After an initial period when the fighting appeared to have ended, a volley of machine-gun fire sent British soldiers ducking behind their armoured vehicles.
Afghan officials said at least one attacker was still at large in the compound.
With the injured rushed to a variety of different hospitals and the building still not cleared, estimates of the number killed and wounded varied wildly. The interior minister said it thought 12 people had been injured and eight killed, all of whom were either police or private security guards.
The heavily fortified compound is usually protected by a mixed force of Afghan and Nepali guards.
"It is a sad fact that once again an attack aimed at the international community has killed Afghans," Burt said.
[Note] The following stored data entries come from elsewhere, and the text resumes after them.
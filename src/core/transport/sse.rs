//! SSE streaming transport.
//!
//! `GET /sse` opens the streaming channel: the client receives an
//! `endpoint` event naming the message URL for its session, then tool
//! responses as `message` events, with keep-alive pings in between.
//! `POST /sse/message?sessionId=<id>` feeds JSON-RPC requests in; each
//! response is relayed over the open channel rather than the POST body.
//!
//! Sessions hold nothing but the event channel. When a client drops the
//! stream its entry is removed by the stream's drop guard; a relay racing
//! the disconnect hits the closed channel and removes it too. Any
//! in-flight handler is simply abandoned with its request task.

use std::collections::HashMap;
use std::convert::Infallible;
use std::pin::Pin;
use std::sync::Arc;
use std::task::{Context, Poll};
use std::time::Duration;

use axum::{
    extract::{Query, State},
    http::StatusCode,
    response::sse::{Event, KeepAlive, Sse},
    response::{IntoResponse, Response},
    Json,
};
use futures::stream::Stream;
use serde::Deserialize;
use tokio::sync::{RwLock, mpsc};
use tokio_stream::wrappers::ReceiverStream;
use tracing::{error, info, warn};
use uuid::Uuid;

use super::http::{AppState, JsonRpcRequest, process_request};

const KEEP_ALIVE_INTERVAL: Duration = Duration::from_secs(30);
const EVENT_CHANNEL_CAPACITY: usize = 32;

/// SSE event sender for one session.
pub type EventSender = mpsc::Sender<Result<Event, Infallible>>;

/// Why a relay to a session failed.
#[derive(Debug, Clone, Copy, PartialEq, Eq)]
pub enum SessionSendError {
    /// No session with that id.
    NotFound,
    /// The client dropped the stream; the session has been removed.
    Disconnected,
}

/// Active SSE sessions, keyed by session id.
///
/// The only shared mutable state in the gateway; touched exclusively by
/// the streaming transport.
#[derive(Clone, Default)]
pub struct SessionStore {
    inner: Arc<RwLock<HashMap<String, EventSender>>>,
}

impl SessionStore {
    /// Register a new session's event channel.
    pub async fn register(&self, id: String, tx: EventSender) {
        self.inner.write().await.insert(id, tx);
    }

    /// Relay an event to a session, removing it on disconnect.
    pub async fn send(&self, id: &str, event: Event) -> Result<(), SessionSendError> {
        let tx = {
            let sessions = self.inner.read().await;
            sessions.get(id).cloned()
        };

        let Some(tx) = tx else {
            return Err(SessionSendError::NotFound);
        };

        if tx.send(Ok(event)).await.is_err() {
            self.remove(id).await;
            return Err(SessionSendError::Disconnected);
        }

        Ok(())
    }

    /// Drop a session.
    pub async fn remove(&self, id: &str) {
        self.inner.write().await.remove(id);
    }

    /// Number of active sessions.
    pub async fn len(&self) -> usize {
        self.inner.read().await.len()
    }
}

/// Deregisters a session when its event stream is dropped, so a client
/// that connects and silently disconnects cannot leave a dead sender in
/// the store.
struct SessionGuard {
    sessions: SessionStore,
    id: String,
}

impl Drop for SessionGuard {
    fn drop(&mut self) {
        let sessions = self.sessions.clone();
        let id = std::mem::take(&mut self.id);
        // Removal needs the async lock; outside a runtime there is no
        // store left worth cleaning.
        if let Ok(handle) = tokio::runtime::Handle::try_current() {
            handle.spawn(async move {
                info!(session_id = %id, "SSE connection closed");
                sessions.remove(&id).await;
            });
        }
    }
}

/// The per-session event stream handed to axum, carrying the guard that
/// ties the session's lifetime to the connection's.
struct SessionStream {
    inner: ReceiverStream<Result<Event, Infallible>>,
    _guard: SessionGuard,
}

impl Stream for SessionStream {
    type Item = Result<Event, Infallible>;

    fn poll_next(self: Pin<&mut Self>, cx: &mut Context<'_>) -> Poll<Option<Self::Item>> {
        Pin::new(&mut self.get_mut().inner).poll_next(cx)
    }
}

/// Query parameters for the message endpoint.
#[derive(Debug, Deserialize)]
pub(crate) struct MessageParams {
    #[serde(rename = "sessionId")]
    session_id: String,
}

/// Handle `GET /sse`: open the streaming channel for a new session.
pub(crate) async fn sse_handler(
    State(state): State<AppState>,
) -> Sse<impl Stream<Item = Result<Event, Infallible>>> {
    let session_id = Uuid::new_v4().to_string();
    let (tx, rx) = mpsc::channel(EVENT_CHANNEL_CAPACITY);

    state.sessions.register(session_id.clone(), tx.clone()).await;

    // Tell the client where to POST its messages for this session
    let endpoint_event = Event::default()
        .event("endpoint")
        .data(format!("/sse/message?sessionId={}", session_id));

    if tx.send(Ok(endpoint_event)).await.is_err() {
        warn!("Failed to send initial endpoint event");
    }

    info!(session_id = %session_id, "SSE connection established");

    let stream = SessionStream {
        inner: ReceiverStream::new(rx),
        _guard: SessionGuard {
            sessions: state.sessions.clone(),
            id: session_id,
        },
    };

    Sse::new(stream).keep_alive(
        KeepAlive::new()
            .interval(KEEP_ALIVE_INTERVAL)
            .text("ping"),
    )
}

/// Handle `POST /sse/message`: process one JSON-RPC request and relay
/// the response over the session's open channel.
pub(crate) async fn message_handler(
    State(state): State<AppState>,
    Query(params): Query<MessageParams>,
    Json(request): Json<JsonRpcRequest>,
) -> Response {
    let response = process_request(&state, request).await;

    let payload = match serde_json::to_string(&response) {
        Ok(payload) => payload,
        Err(e) => {
            error!("Failed to serialize SSE response: {}", e);
            return (StatusCode::INTERNAL_SERVER_ERROR, "Internal server error").into_response();
        }
    };

    let event = Event::default().event("message").data(payload);

    match state.sessions.send(&params.session_id, event).await {
        Ok(()) => (StatusCode::ACCEPTED, "Accepted").into_response(),
        Err(reason) => {
            warn!(
                session_id = %params.session_id,
                "Dropping SSE message: {:?}", reason
            );
            (StatusCode::NOT_FOUND, "Unknown or disconnected session").into_response()
        }
    }
}

#[cfg(test)]
mod tests {
    use super::*;
    use crate::core::config::Config;
    use crate::core::server::McpServer;
    use crate::core::transport::http::build_router;
    use axum::body::Body;
    use http::Request as HttpRequest;
    use serde_json::json;
    use tower::util::ServiceExt;

    const KEY: &str = "secret123";

    fn test_state() -> AppState {
        let mut config = Config::default();
        config.credentials.api_key = Some(KEY.to_string());
        AppState::new(McpServer::new(config).unwrap())
    }

    #[tokio::test]
    async fn test_store_send_to_registered_session() {
        let store = SessionStore::default();
        let (tx, mut rx) = mpsc::channel(4);
        store.register("abc".to_string(), tx).await;

        store.send("abc", Event::default().data("hi")).await.unwrap();
        assert!(rx.recv().await.is_some());
    }

    #[tokio::test]
    async fn test_store_unknown_session() {
        let store = SessionStore::default();
        assert_eq!(
            store.send("ghost", Event::default()).await,
            Err(SessionSendError::NotFound)
        );
    }

    #[tokio::test]
    async fn test_store_removes_disconnected_session() {
        let store = SessionStore::default();
        let (tx, rx) = mpsc::channel(4);
        store.register("abc".to_string(), tx).await;
        drop(rx);

        assert_eq!(
            store.send("abc", Event::default()).await,
            Err(SessionSendError::Disconnected)
        );
        assert_eq!(store.len().await, 0);
    }

    #[tokio::test]
    async fn test_dropped_stream_removes_session() {
        // A client that connects and disconnects without ever POSTing
        // must not leave a dead sender in the store.
        let state = test_state();
        let stream = sse_handler(State(state.clone())).await;
        assert_eq!(state.sessions.len().await, 1);

        drop(stream);
        tokio::time::sleep(Duration::from_millis(20)).await;
        assert_eq!(state.sessions.len().await, 0);
    }

    #[tokio::test]
    async fn test_sse_endpoint_requires_auth() {
        let router = build_router(test_state(), false);
        let response = router
            .oneshot(
                HttpRequest::builder()
                    .uri("/sse")
                    .body(Body::empty())
                    .unwrap(),
            )
            .await
            .unwrap();
        assert_eq!(response.status(), StatusCode::UNAUTHORIZED);
    }

    #[tokio::test]
    async fn test_message_to_unknown_session_is_not_found() {
        let router = build_router(test_state(), false);
        let body = json!({"jsonrpc": "2.0", "id": 1, "method": "tools/list"});
        let response = router
            .oneshot(
                HttpRequest::builder()
                    .method("POST")
                    .uri(format!("/sse/message?sessionId=ghost&api_key={}", KEY))
                    .header("content-type", "application/json")
                    .body(Body::from(body.to_string()))
                    .unwrap(),
            )
            .await
            .unwrap();
        assert_eq!(response.status(), StatusCode::NOT_FOUND);
    }

    #[tokio::test]
    async fn test_message_relayed_over_open_channel() {
        let state = test_state();
        let (tx, mut rx) = mpsc::channel(4);
        state.sessions.register("live".to_string(), tx).await;

        let router = build_router(state, false);
        let body = json!({
            "jsonrpc": "2.0", "id": 1, "method": "tools/call",
            "params": {"name": "add", "arguments": {"a": 2, "b": 3}}
        });
        let response = router
            .oneshot(
                HttpRequest::builder()
                    .method("POST")
                    .uri(format!("/sse/message?sessionId=live&api_key={}", KEY))
                    .header("content-type", "application/json")
                    .body(Body::from(body.to_string()))
                    .unwrap(),
            )
            .await
            .unwrap();

        assert_eq!(response.status(), StatusCode::ACCEPTED);
        assert!(rx.recv().await.is_some());
    }
}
"This attack, against people working to help build a better future for Afghanistan, will not lessen the UK's resolve to support the Afghan people."
British soldiers rushed to the UK government's cultural and educational mission in the country, joining Afghan police, soldiers and the New Zealand SAS.
The area hosts not only the British Council, but also two of the country's top politicians - the leader of the opposition and one of Hamid Karzai's vice-presidents.
Despite the assistance of the Afghan and international forces an insurgent was still at large in the compound more than six hours after the attack.
Zabiullah Mujahid, a Taliban spokesman reached by phone, said the target was both the British Council and a guesthouse that he claimed, it would appear incorrectly, was located in the same compound.
"We attacked the buildings because we want to remind the British that we won our independence from them before and we will do it again," he said.
Although Afghanistan was not a formal colony of Britain at the time, the country celebrates the end of the Third Anglo-Afghan war in 1919, a small-scale affair compared with the preceding conflicts, when the country won the right to pursue a foreign policy independent of the British Raj.
The Afghan government, which has in the past tried to restrict the live coverage of terrorist attacks, appeared to put restraints on at least one television channel called Afghan News, which abruptly dropped its reporting to switch to patriotic songs.
Journalists were also ordered to stop taking photos when what appeared to be a seriously wounded New Zealand special forces soldier was stretchered out of the building and loaded on to the medevac helicopter.
New Zealand's SAS, which runs a quick reaction force for Kabul, also suffered casualties during June's siege of the Intercontinental Hotel. One soldier suffered a chest would while the other broke his jaw in the fighting.
New Zealand special forces also insisted photographers stop taking photos. They said it was to protect the identities of the wounded being removed from the building, although special forces also try to avoid being photographed.
Even as fighting continued President Karzai, senior officials and some diplomats marked the anniversary with a small ceremony inside the walls of his massively fortified palace compound on the other side of Kabul.